The GBIF processing team. Photo credit: Monica Morrison. |
Information collected by the BWMA about quotas, capture locations, and trophy measurements, as well as biological specimens, forms an important piece of the knowledge legacy of the industry’s Botswana operations. Recognising the valuable insights to wildlife research that these materials can provide, the Association is working with the University of Botswana’s Okavango Research Institute and the university library’s special collections unit to catalogue and transfer the materials and data to ORI’s library collections in Maun, and to a globally accessible online database. The DWNP is providing guidance and advice to the project.
“The Association feels strongly that the knowledge accumulated through the industry’s work in Botswana should support developing the ongoing economic potential of tourism in the country,”says Association Secretary Debbie Peake. “Our research results, records of wildlife sightings, and the biological data we have collected about herbivores and carnivores, can be put to use by scientists to better understand our animal populations, and by government to make sure wildlife continues to be managed well.”

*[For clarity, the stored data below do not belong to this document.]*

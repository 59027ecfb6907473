// Copyright 2025 The Rustux Authors
//
// Use of this source code is governed by a MIT-style
// license that can be found in the LICENSE file or at
// https://opensource.org/licenses/MIT

//! Common type aliases and handle types used throughout the crate

use core::fmt;

/// Virtual address type
pub type VAddr = usize;

/// Size type
pub type Size = usize;

/// Error code type (negative values indicate errors)
pub type Status = i32;

/// ============================================================================
/// Store Handles
/// ============================================================================

/// Handle to a backing store registered with the fault context
///
/// Handles are index + generation pairs into the store registry. A released
/// store bumps the generation of its slot, so stale handles are rejected
/// instead of dangling.
#[derive(Debug, Clone, Copy, PartialEq, Eq, Hash, PartialOrd, Ord)]
pub struct StoreId {
    index: u32,
    generation: u32,
}

impl StoreId {
    pub(crate) const fn new(index: u32, generation: u32) -> Self {
        Self { index, generation }
    }

    /// Registry slot index
    pub const fn index(self) -> usize {
        self.index as usize
    }

    /// Slot generation this handle was issued for
    pub const fn generation(self) -> u32 {
        self.generation
    }
}

impl fmt::Display for StoreId {
    fn fmt(&self, f: &mut fmt::Formatter<'_>) -> fmt::Result {
        write!(f, "store#{}.{}", self.index, self.generation)
    }
}

/// ============================================================================
/// Mapping Handles
/// ============================================================================

/// Caller-visible handle of an active file mapping
///
/// Identifiers are issued from a monotonic counter and retired on unmap;
/// an identifier is never handed out twice.
#[derive(Debug, Clone, Copy, PartialEq, Eq, Hash, PartialOrd, Ord)]
pub struct MappingId(pub(crate) u64);

impl MappingId {
    /// Raw identifier value
    pub const fn into_raw(self) -> u64 {
        self.0
    }
}

impl fmt::Display for MappingId {
    fn fmt(&self, f: &mut fmt::Formatter<'_>) -> fmt::Result {
        write!(f, "mapping#{}", self.0)
    }
}

/// Common status codes
pub mod status {
    use super::Status;

    pub const OK: Status = 0;
    pub const ERR_OUT_OF_BOUNDS: Status = -1;
    pub const ERR_READ_ONLY: Status = -2;
    pub const ERR_RESERVATION_EXHAUSTED: Status = -3;
    pub const ERR_INVALID_SIZE: Status = -4;
    pub const ERR_GROW_BEYOND_RESERVATION: Status = -5;
    pub const ERR_SOURCE_NOT_COMMITTED: Status = -6;
    pub const ERR_RANGE_OVERLAP: Status = -7;
    pub const ERR_FILE_NOT_FOUND: Status = -8;
    pub const ERR_FILE_ACCESS_DENIED: Status = -9;
    pub const ERR_UNKNOWN_MAPPING: Status = -10;
    pub const ERR_INVALID_STORE: Status = -11;
    pub const ERR_STORE_IN_USE: Status = -12;
    pub const ERR_FLUSH_FAILED: Status = -13;
    pub const ERR_IO: Status = -14;
    pub const ERR_HANDLER_INSTALL: Status = -15;
    pub const ERR_PROTECT: Status = -16;
    pub const ERR_PAGE_IN: Status = -17;
}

The Okavango Research Institute’s Acting Deputy Director, Research Services and Training, Keta Mosepele, applauds the Association’s commitment to preserving and sharing its knowledge resources, saying, “ The information collected by the hunting industry contains unique and irreplaceable data that, when analysed by scientists, can be used for the sustainable management of wildlife in our country. We are delighted that the BWMA’s records can find a home in our library archives here in Maun, where the safari industry got its start.”
The work is being supported by the Global Biodiversity Information Facility (GBIF), an international network of government bodies set up to inform better decisions to conserve and sustainably use the biological resources of the planet.